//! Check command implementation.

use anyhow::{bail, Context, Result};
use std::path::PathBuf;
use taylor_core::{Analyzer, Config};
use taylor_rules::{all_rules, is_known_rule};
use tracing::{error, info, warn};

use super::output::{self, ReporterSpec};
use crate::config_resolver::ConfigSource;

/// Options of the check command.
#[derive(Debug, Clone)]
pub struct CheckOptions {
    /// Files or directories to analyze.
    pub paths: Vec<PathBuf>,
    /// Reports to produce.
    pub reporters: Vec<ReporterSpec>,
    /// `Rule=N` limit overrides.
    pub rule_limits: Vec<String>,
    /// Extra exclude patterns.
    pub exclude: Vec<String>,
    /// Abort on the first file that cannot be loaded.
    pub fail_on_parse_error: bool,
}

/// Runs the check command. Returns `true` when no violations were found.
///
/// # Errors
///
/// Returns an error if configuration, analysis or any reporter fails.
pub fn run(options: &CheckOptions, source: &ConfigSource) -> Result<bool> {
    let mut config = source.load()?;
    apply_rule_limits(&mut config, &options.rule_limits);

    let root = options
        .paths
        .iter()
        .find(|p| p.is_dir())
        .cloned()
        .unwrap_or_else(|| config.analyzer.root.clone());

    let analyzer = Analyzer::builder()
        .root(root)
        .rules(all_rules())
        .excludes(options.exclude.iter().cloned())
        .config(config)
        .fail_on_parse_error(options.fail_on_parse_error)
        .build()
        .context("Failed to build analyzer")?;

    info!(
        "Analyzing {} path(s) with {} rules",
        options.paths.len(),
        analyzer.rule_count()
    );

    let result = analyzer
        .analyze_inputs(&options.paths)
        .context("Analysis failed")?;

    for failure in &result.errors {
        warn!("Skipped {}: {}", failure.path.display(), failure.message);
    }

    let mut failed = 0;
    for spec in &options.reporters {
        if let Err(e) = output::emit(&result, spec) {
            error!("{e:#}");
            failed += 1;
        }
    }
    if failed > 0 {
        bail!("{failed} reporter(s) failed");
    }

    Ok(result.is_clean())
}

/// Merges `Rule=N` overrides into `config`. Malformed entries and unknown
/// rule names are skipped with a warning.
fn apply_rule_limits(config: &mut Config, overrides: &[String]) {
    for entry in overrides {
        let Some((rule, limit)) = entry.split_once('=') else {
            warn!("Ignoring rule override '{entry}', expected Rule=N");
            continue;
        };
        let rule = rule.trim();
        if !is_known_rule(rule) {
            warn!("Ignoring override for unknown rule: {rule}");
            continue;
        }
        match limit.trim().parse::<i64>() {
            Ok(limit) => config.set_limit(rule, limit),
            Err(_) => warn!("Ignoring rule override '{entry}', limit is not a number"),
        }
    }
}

* * *

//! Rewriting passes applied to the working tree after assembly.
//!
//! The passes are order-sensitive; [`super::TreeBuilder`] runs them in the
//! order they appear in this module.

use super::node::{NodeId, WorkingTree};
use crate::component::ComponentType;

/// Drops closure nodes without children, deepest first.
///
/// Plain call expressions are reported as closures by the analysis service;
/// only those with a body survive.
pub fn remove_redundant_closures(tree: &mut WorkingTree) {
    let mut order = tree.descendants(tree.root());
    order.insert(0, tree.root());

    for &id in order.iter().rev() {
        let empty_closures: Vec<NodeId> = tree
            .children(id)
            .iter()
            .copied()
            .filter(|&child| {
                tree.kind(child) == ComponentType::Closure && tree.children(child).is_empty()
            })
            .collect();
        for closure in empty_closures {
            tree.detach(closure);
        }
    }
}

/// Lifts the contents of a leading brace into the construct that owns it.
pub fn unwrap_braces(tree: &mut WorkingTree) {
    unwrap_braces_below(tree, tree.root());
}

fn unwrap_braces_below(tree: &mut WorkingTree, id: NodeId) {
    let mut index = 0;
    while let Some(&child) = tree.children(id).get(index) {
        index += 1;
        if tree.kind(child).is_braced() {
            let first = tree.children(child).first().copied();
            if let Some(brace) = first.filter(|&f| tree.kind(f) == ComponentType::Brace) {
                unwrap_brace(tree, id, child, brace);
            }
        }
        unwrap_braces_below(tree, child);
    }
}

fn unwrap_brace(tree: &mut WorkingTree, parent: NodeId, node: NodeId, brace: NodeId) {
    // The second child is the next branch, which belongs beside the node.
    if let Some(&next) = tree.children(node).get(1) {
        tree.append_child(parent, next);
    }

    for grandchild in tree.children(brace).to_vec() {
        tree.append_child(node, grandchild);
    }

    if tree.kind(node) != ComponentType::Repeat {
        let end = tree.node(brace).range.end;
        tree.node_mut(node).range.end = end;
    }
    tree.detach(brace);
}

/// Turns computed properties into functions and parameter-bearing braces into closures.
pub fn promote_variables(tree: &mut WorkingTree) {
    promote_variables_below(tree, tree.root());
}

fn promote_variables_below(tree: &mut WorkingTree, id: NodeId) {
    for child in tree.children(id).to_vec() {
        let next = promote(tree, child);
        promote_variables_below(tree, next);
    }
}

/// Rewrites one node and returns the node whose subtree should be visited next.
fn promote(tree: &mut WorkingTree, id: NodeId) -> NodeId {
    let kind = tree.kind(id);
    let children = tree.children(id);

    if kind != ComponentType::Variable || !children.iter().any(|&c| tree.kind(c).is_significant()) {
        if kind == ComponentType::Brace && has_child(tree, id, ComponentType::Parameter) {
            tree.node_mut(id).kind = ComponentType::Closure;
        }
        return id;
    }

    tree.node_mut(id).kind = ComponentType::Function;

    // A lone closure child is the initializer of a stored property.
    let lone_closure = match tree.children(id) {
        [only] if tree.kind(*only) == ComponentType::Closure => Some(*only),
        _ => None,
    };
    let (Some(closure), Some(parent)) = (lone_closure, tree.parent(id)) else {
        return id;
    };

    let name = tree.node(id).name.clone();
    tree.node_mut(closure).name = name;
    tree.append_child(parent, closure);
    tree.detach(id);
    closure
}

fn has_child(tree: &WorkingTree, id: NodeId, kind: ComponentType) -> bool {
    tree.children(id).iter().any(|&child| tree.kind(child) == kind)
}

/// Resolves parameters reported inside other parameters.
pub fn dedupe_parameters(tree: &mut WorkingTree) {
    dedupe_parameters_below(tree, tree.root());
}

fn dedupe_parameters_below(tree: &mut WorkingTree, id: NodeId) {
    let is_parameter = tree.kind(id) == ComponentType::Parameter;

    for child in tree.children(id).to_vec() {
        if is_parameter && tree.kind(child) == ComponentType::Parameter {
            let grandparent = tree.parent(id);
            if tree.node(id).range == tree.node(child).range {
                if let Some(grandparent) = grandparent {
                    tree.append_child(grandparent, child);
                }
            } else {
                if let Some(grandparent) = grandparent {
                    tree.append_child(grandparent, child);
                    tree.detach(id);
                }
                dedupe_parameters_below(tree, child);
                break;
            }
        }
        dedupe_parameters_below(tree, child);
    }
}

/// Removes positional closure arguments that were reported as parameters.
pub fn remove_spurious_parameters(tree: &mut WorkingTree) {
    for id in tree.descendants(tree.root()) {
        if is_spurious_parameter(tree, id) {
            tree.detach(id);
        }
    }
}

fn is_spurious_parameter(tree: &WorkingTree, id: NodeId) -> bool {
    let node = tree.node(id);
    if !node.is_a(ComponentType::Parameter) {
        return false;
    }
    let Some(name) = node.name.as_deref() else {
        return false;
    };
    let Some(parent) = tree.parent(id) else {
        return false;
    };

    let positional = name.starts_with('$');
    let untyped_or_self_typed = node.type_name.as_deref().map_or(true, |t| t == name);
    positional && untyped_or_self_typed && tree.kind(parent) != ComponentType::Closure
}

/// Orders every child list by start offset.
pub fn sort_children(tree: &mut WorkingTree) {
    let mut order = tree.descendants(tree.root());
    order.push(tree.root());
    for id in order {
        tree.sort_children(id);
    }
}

---

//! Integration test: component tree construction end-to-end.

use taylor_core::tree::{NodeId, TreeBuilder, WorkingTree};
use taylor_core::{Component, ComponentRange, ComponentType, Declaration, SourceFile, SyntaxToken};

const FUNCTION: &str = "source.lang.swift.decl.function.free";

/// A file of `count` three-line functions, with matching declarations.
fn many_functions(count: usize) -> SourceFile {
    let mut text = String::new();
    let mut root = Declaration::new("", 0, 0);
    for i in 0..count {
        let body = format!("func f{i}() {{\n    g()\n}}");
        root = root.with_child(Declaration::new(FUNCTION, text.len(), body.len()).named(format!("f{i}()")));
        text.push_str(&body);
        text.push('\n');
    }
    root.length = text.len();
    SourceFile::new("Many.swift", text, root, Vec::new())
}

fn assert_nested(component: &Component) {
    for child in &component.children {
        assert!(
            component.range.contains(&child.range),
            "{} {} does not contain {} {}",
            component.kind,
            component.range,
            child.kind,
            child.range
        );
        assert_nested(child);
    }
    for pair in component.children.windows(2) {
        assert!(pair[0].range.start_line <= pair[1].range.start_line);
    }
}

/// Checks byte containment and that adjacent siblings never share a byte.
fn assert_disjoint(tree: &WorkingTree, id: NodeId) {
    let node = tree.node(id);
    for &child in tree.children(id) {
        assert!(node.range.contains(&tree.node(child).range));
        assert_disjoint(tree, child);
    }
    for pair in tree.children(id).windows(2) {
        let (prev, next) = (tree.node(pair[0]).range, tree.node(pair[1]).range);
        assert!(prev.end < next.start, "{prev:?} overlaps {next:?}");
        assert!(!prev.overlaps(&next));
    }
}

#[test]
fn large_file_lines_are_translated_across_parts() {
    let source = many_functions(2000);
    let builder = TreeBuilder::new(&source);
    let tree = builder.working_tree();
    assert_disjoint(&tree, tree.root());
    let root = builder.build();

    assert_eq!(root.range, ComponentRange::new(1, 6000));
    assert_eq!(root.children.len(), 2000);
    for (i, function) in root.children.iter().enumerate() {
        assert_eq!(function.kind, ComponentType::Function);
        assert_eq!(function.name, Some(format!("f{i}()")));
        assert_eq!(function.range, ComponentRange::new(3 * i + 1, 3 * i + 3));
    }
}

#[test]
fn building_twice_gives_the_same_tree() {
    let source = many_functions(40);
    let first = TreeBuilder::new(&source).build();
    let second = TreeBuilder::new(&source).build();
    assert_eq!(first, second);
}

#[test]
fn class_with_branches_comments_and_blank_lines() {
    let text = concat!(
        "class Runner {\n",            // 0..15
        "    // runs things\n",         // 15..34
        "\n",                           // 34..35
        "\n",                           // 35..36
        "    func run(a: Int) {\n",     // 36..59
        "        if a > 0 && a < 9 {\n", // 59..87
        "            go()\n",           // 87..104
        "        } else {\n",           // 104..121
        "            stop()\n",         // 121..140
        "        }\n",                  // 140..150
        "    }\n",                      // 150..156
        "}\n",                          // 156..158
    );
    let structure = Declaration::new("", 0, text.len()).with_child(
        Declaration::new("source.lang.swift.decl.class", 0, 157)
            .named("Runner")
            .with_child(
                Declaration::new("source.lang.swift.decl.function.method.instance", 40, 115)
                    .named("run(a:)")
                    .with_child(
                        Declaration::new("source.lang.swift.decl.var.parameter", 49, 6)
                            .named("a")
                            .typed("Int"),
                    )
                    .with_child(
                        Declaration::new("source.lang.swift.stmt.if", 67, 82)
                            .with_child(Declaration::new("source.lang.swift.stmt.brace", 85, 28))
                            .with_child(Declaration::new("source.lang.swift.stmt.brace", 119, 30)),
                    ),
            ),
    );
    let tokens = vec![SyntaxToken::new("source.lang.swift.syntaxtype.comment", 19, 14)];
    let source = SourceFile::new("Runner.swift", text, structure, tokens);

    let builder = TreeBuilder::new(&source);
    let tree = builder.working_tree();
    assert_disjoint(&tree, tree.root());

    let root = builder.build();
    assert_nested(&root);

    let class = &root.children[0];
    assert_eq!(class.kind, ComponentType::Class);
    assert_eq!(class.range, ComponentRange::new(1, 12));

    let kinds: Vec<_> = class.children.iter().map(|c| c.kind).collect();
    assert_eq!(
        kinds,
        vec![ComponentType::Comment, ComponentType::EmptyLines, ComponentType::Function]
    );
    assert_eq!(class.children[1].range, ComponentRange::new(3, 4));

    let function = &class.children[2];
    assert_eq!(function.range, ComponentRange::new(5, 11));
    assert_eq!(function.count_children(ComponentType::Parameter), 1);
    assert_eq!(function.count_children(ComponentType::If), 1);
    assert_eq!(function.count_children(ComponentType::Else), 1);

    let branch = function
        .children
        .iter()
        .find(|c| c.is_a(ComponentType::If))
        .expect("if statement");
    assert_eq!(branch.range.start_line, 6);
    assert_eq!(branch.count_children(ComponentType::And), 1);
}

■ Task requirements:
Retype, exactly and in full, the lines above from the one containing "if let Err(e)" through the one containing "let Some((rule, limit))".

■ Answer box:
        if let Err(e) = output::emit(&result, spec) {
            error!("{e:#}");
            failed += 1;
        }
    }
    if failed > 0 {
        bail!("{failed} reporter(s) failed");
    }

    Ok(result.is_clean())
}

/// Merges `Rule=N` overrides into `config`. Malformed entries and unknown
/// rule names are skipped with a warning.
fn apply_rule_limits(config: &mut Config, overrides: &[String]) {
    for entry in overrides {
        let Some((rule, limit)) = entry.split_once('=') else {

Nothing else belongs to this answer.